PARALLELIZED MIGRATEA
====================
Peter Beerli
beerli@fsu.edu
[updated March 2024]

Contents:
This text describes how you can improve the performance of migrate on most modern 
computers with multiple cores or on computer clusters (adhoc:  e.g. your lab, or
high performance computing center). You can parallelize migrate runs by using a 
virtual parallel architecture with a message-passing interface (MPI).

The MPI-version runs fine on single MacOSX machines, dedicated clusters of Linux machines, 
and (potentially) windows workstations. I use the freely available openmpi package (http://openmpi.org) 
for the compile and runtime parallel environment.
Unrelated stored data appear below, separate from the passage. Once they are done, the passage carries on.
use axum::extract::State;
use tracing::instrument;

use eduzone_core::{ApiResponse, AppError};
use eduzone_models::{AuthResponse, LoginDto, RegisterDto, UpdateProfileDto, UserProfile};

use crate::docs::ErrorResponse;
use crate::middleware::auth::{AuthUser, MaybeAuthUser};
use crate::state::AppState;
use crate::validator::ValidatedJson;

use super::service::AuthService;

/// Register a new account
///
/// Anonymous callers may register as `parent` (the default) or `student`. Creating
/// `admin`, `teacher` or `librarian` accounts requires an admin bearer token.
#[utoipa::path(
    post,
    path = "/api/auth/register",
    request_body = RegisterDto,
    responses(
        (status = 200, description = "Account created, token issued", body = AuthResponse),
        (status = 400, description = "Validation error or user already exists", body = ErrorResponse),
        (status = 401, description = "Invalid bearer token", body = ErrorResponse),
        (status = 403, description = "Privileged role requested without an admin token", body = ErrorResponse)
    ),
    tag = "Authentication"
)]
#[instrument(skip_all)]
pub async fn register(
    State(state): State<AppState>,
    MaybeAuthUser(caller): MaybeAuthUser,
    ValidatedJson(dto): ValidatedJson<RegisterDto>,
) -> Result<ApiResponse<AuthResponse>, AppError> {
    let response = AuthService::register(&state, caller.as_ref(), dto).await?;
    Ok(ApiResponse::new(response))
}

/// Login and receive a JWT
#[utoipa::path(
    post,
    path = "/api/auth/login",
    request_body = LoginDto,
    responses(
        (status = 200, description = "Login successful", body = AuthResponse),
        (status = 400, description = "Missing required fields", body = ErrorResponse),
        (status = 401, description = "Invalid credentials", body = ErrorResponse)
    ),
    tag = "Authentication"
)]
#[instrument(skip_all)]
pub async fn login(
    State(state): State<AppState>,
    ValidatedJson(dto): ValidatedJson<LoginDto>,
) -> Result<ApiResponse<AuthResponse>, AppError> {
    let response = AuthService::login(&state, dto).await?;
    Ok(ApiResponse::new(response))
}

/// The authenticated account
#[utoipa::path(
    get,
    path = "/api/auth/me",
    responses(
        (status = 200, description = "Current user", body = UserProfile),
        (status = 401, description = "Missing, malformed or expired token", body = ErrorResponse),
        (status = 404, description = "User not found", body = ErrorResponse)
    ),
    tag = "Authentication",
    security(("bearer_auth" = []))
)]
#[instrument(skip_all, fields(user.id = auth_user.user_id()))]
pub async fn get_me(
    State(state): State<AppState>,
    auth_user: AuthUser,
) -> Result<ApiResponse<UserProfile>, AppError> {
    let user = AuthService::current_user(&state, auth_user.user_id()).await?;
    Ok(ApiResponse::new(user))
}

/// Update the authenticated account's details
#[utoipa::path(
    put,
    path = "/api/auth/me",
    request_body = UpdateProfileDto,
    responses(
        (status = 200, description = "Profile updated", body = UserProfile),
        (status = 400, description = "Validation error or email already in use", body = ErrorResponse),
        (status = 401, description = "Unauthorized", body = ErrorResponse),
        (status = 404, description = "User not found", body = ErrorResponse)
    ),
    tag = "Authentication",
    security(("bearer_auth" = []))
)]
#[instrument(skip_all, fields(user.id = auth_user.user_id()))]
pub async fn update_me(
    State(state): State<AppState>,
    auth_user: AuthUser,
    ValidatedJson(dto): ValidatedJson<UpdateProfileDto>,
) -> Result<ApiResponse<UserProfile>, AppError> {
    let user = AuthService::update_current_user(&state, auth_user.user_id(), dto).await?;
    Ok(ApiResponse::new(user))
}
I suggest to use openmpi because it is  easy to install on macs and on 
linux clusters and even windows (as an alternative use MPICH2). 



(1) - Download OPENMPI from  http://www.openmpi.org 
    - install OPENMPI on all machines (if this is to complicated for you ask a
      sysadmin or other guru to help, the openmpi documentation _is_ helpful.
      [On computer cluster you certainly will need to talk to the system administrator]

    - read the openmpi documentation

    - LINUX: change into the migrate-VERSION directory
      configure and then use "make mpis", a binary named migrate-n-mpi
      will be created.
      MAC: follow the Linux instructions
      WINDOWS: use the migrate-n-mpi.exe binary, its compilation is more
      tricky and currently I have no windows compilation instructions.
      If you want to try, use the makefilempi.msvc file in the src directory.
    
(2) Try to run the following command.
    cd into the example directory (I assume here that you have src and example
    on the same hierarchical level and that the executable is still in src:  
    
     mpirun  -np 7 --oversubscribe ../src/migrate-n-mpi parmfile.testbayes
     6 loci can get analyzed at once,
     the log is not very comprehensive because all 7 processes
     write to the same console, 7 because there is one master-node
     who does only scheduling, 6 worker-nodes
     do the actual tree rearrangements and all calculations.
     the number you specify has nothing to do with the physical computers,
     OPENMPI can run several nodes on a single CPU (for example my current mac laptop has 10 cores on a single chip)

(3) On a cluster you need to become familiar with their batch system (often it is slurm), use one of the tutorials
    at your installations, a slurm script at our system looks like this, it would run 512 mpi-nodes in parallel.

    #!/bin/bash
    ####### script to run migrate on a batch queue using SLURM
    #SBATCH -o parmfile.log
    #SBATCH -t 4:00:00	
    #SBATCH --ntasks=512 # Number of MPI tasks (i.e. processes)
    #SBATCH --cpus-per-task=1            # Number of cores per MPI task
    #SBATCH --distribution=cyclic:cyclic # Distribute tasks cyclically first among nodes
    export PATH=.:~/bin:$PATH
    echo $PATH
    cd /path/to/my/directory
    module purge;	
    module load gnu openmpi
    srun -n 512 /gpfs/home/beerli/scratch/migrate-5/migrate-n-mpi parmfile -nomenu



good luck

Peter
<beerli@fsu.edu>